Accurate Chemistry Collection: Coupled cluster atomization energies for broad chemical space

Accurate thermochemical data with sub-chemical accuracy (i.e., within ±1 kcal/mol from sufficiently accurate experimental or theoretical reference data) is essential for the development and improvement of computational chemistry methods. Challenging thermochemical properties such as heats of formation and total atomization energies (TAEs) are of particular interest because they rigorously test the ability of computational chemistry methods to accurately describe complex chemical transformations involving multiple bond rearrangements. Yet, existing thermochemical datasets that confidently reach this level of accuracy are limited in either size or scope. Datasets with highly accurate reference values include a small number of data points, and larger datasets provide less accurate data or only cover a narrow portion of the chemical space. The existing datasets are therefore insufficient for developing data-driven methods with predictive accuracy over a large chemical space. The Microsoft Research Accurate Chemistry Collection (MSR-ACC) will address this challenge. Here, it offers the MSR-ACC/TAE25 dataset of 76,879 total atomization energies obtained at the CCSD(T)/CBS level via the W1-F12 thermochemical protocol.
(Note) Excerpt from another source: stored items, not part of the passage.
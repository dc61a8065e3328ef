//! Fan-out of claim mutations to registered listeners.

use crossbeam_channel::{unbounded, Receiver, Sender};

use crate::claim::ChunkClaim;
use crate::ids::{ChunkPos, DimensionId, RegionPos};

/// Receives claim change notifications on the tick thread.
pub trait ClaimsListener: Send + Sync {
    fn on_chunk_change(
        &mut self,
        dimension: &DimensionId,
        pos: ChunkPos,
        claim: Option<ChunkClaim>,
        previous: Option<ChunkClaim>,
    );

    /// Emitted instead of per-chunk changes after bulk loads.
    fn on_whole_region_change(&mut self, dimension: &DimensionId, region: RegionPos);

    fn on_claim_state_created(&mut self, _claim: ChunkClaim) {}

    fn on_claim_state_removed(&mut self, _claim: ChunkClaim) {}
}

#[derive(Debug, Clone, PartialEq)]
pub enum ClaimEvent {
    ChunkChanged {
        dimension: DimensionId,
        pos: ChunkPos,
        claim: Option<ChunkClaim>,
        previous: Option<ChunkClaim>,
    },
    RegionChanged {
        dimension: DimensionId,
        region: RegionPos,
    },
    StateCreated(ChunkClaim),
    StateRemoved(ChunkClaim),
}

#[derive(Default)]
pub struct ChangeTracker {
    listeners: Vec<Box<dyn ClaimsListener>>,
}

impl ChangeTracker {
    pub fn new() -> Self {
        Self::default()
    }

    pub fn register(&mut self, listener: Box<dyn ClaimsListener>) {
        self.listeners.push(listener);
    }

    pub fn chunk_changed(
        &mut self,
        dimension: &DimensionId,
        pos: ChunkPos,
        claim: Option<ChunkClaim>,
        previous: Option<ChunkClaim>,
    ) {
        for listener in &mut self.listeners {
            listener.on_chunk_change(dimension, pos, claim, previous);
        }
    }

    pub fn whole_region_changed(&mut self, dimension: &DimensionId, region: RegionPos) {
        for listener in &mut self.listeners {
            listener.on_whole_region_change(dimension, region);
        }
    }

    pub fn claim_state_created(&mut self, claim: ChunkClaim) {
        for listener in &mut self.listeners {
            listener.on_claim_state_created(claim);
        }
    }

    pub fn claim_state_removed(&mut self, claim: ChunkClaim) {
        for listener in &mut self.listeners {
            listener.on_claim_state_removed(claim);
        }
    }
}

impl std::fmt::Debug for ChangeTracker {
    fn fmt(&self, f: &mut std::fmt::Formatter<'_>) -> std::fmt::Result {
        f.debug_struct("ChangeTracker")
            .field("listeners", &self.listeners.len())
            .finish()
    }
}

/// Forwards every notification into a channel, preserving order.
pub struct ChannelListener {
    sender: Sender<ClaimEvent>,
}

impl ChannelListener {
    pub fn channel() -> (Self, Receiver<ClaimEvent>) {
        let (sender, receiver) = unbounded();
        (Self { sender }, receiver)
    }

    fn forward(&self, event: ClaimEvent) {
        if self.sender.send(event).is_err() {
            tracing::warn!(target: "claims::tracker", "claim_event.receiver_gone");
        }
    }
}

impl ClaimsListener for ChannelListener {
    fn on_chunk_change(
        &mut self,
        dimension: &DimensionId,
        pos: ChunkPos,
        claim: Option<ChunkClaim>,
        previous: Option<ChunkClaim>,
    ) {
        self.forward(ClaimEvent::ChunkChanged {
            dimension: dimension.clone(),
            pos,
            claim,
            previous,
        });
    }

    fn on_whole_region_change(&mut self, dimension: &DimensionId, region: RegionPos) {
        self.forward(ClaimEvent::RegionChanged {
            dimension: dimension.clone(),
            region,
        });
    }

    fn on_claim_state_created(&mut self, claim: ChunkClaim) {
        self.forward(ClaimEvent::StateCreated(claim));
    }

    fn on_claim_state_removed(&mut self, claim: ChunkClaim) {
        self.forward(ClaimEvent::StateRemoved(claim));
    }
}
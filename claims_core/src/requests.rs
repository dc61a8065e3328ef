//! Player claim requests turned into manager calls and direct replies.

use tracing::info;

use claims_proto::ClientboundPacket;

use crate::ids::ChunkPos;
use crate::manager::{ClaimActor, ClaimsManager};
use crate::outcome::{AreaClaimResult, ClaimOutcome};
use crate::resources::{ClaimRequest, PacketOutbox};

/// Evaluates one request. Server-owned requests need server permission.
pub fn handle_claim_request(manager: &mut ClaimsManager, request: &ClaimRequest) -> AreaClaimResult {
    let (left, top, right, bottom) = (request.left, request.top, request.right, request.bottom);
    if request.by_server && !manager.has_server_permission(request.player) {
        return AreaClaimResult::rejected(ClaimOutcome::NoServerPermission, left, top, right, bottom);
    }
    let actor = if request.by_server {
        ClaimActor::server(request.location.chunk)
    } else {
        ClaimActor::player(request.player, request.location.chunk)
    };
    let dimension = request.target_dimension().clone();
    if request.is_single_cell() {
        let pos = ChunkPos::new(left, top);
        let outcome = manager.try_single_claim_action(&dimension, &actor, pos, request.action);
        return AreaClaimResult {
            outcomes: outcome.flag(),
            left,
            top,
            right,
            bottom,
            cells_evaluated: if matches!(
                outcome,
                ClaimOutcome::ClaimsAreDisabled | ClaimOutcome::ReplacementInProgress
            ) {
                0
            } else {
                1
            },
        };
    }
    manager.try_claim_action_over_area(&dimension, &actor, (left, top, right, bottom), request.action)
}

/// Handles a request and sends the result and fresh limits straight to the player.
pub fn answer_claim_request(
    manager: &mut ClaimsManager,
    outbox: &mut PacketOutbox,
    request: &ClaimRequest,
) -> AreaClaimResult {
    let result = handle_claim_request(manager, request);
    info!(
        target: "claims::server",
        player = %request.player,
        action = request.action.as_str(),
        by_server = request.by_server,
        outcome = result.outcomes.highest_priority().map(ClaimOutcome::as_str),
        "claim_request.answered"
    );
    outbox.send_packet(
        request.player,
        &ClientboundPacket::ClaimActionResult(result.to_packet()),
    );
    outbox.send_packet(
        request.player,
        &ClientboundPacket::ClaimLimits(manager.limits_packet(request.player)),
    );
    result
}

#[cfg(test)]
mod tests {
    use super::*;
    use claims_proto::{decode_clientbound, ClaimAction};

    use crate::config::ClaimsConfig;
    use crate::ids::{DimensionId, PlayerId};
    use crate::outcome::OutcomeSet;
    use crate::resources::PlayerLocation;

    fn request(player: PlayerId, action: ClaimAction, by_server: bool) -> ClaimRequest {
        ClaimRequest {
            by_server,
            ..ClaimRequest::single(
                player,
                PlayerLocation::new(DimensionId::overworld(), ChunkPos::new(0, 0)),
                action,
                ChunkPos::new(1, 1),
            )
        }
    }

    #[test]
    fn server_claims_need_permission() {
        let mut manager = ClaimsManager::new(&ClaimsConfig::default());
        let player = PlayerId::from_u128(1);
        let result = handle_claim_request(&mut manager, &request(player, ClaimAction::Claim, true));
        assert_eq!(result.outcomes, OutcomeSet::NO_SERVER_PERMISSION);

        manager.grant_server_permission(player);
        let result = handle_claim_request(&mut manager, &request(player, ClaimAction::Claim, true));
        assert_eq!(result.outcomes, OutcomeSet::SUCCESSFUL_CLAIM);
        let claim = manager
            .get(&DimensionId::overworld(), ChunkPos::new(1, 1))
            .expect("claimed");
        assert_eq!(claim.owner, PlayerId::SERVER);
    }

    #[test]
    fn answers_carry_result_then_limits() {
        let mut manager = ClaimsManager::new(&ClaimsConfig::default());
        let mut outbox = PacketOutbox::default();
        let player = PlayerId::from_u128(2);
        answer_claim_request(&mut manager, &mut outbox, &request(player, ClaimAction::Claim, false));

        let frames = outbox.drain();
        assert_eq!(frames.len(), 2);
        let kinds: Vec<&str> = frames
            .iter()
            .map(|(_, bytes)| decode_clientbound(bytes).expect("decodes").kind())
            .collect();
        assert_eq!(kinds, vec!["claim_action_result", "claim_limits"]);
        match decode_clientbound(&frames[1].1).expect("decodes") {
            ClientboundPacket::ClaimLimits(limits) => {
                assert_eq!(limits.loading_claim_count, 1);
                assert_eq!(limits.claim_limit, 500);
            }
            other => panic!("unexpected packet {other:?}"),
        }
    }
}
The dataset is constructed to exhaustively cover chemical space for all elements up to argon by enumerating and sampling chemical graphs, thus avoiding bias towards any particular subspace of the chemical space (such as drug-like, organic, or experimentally observed molecules). With this first dataset in MSR-ACC, we enable data-driven approaches for developing predictive computational chemistry methods with unprecedented accuracy and scope.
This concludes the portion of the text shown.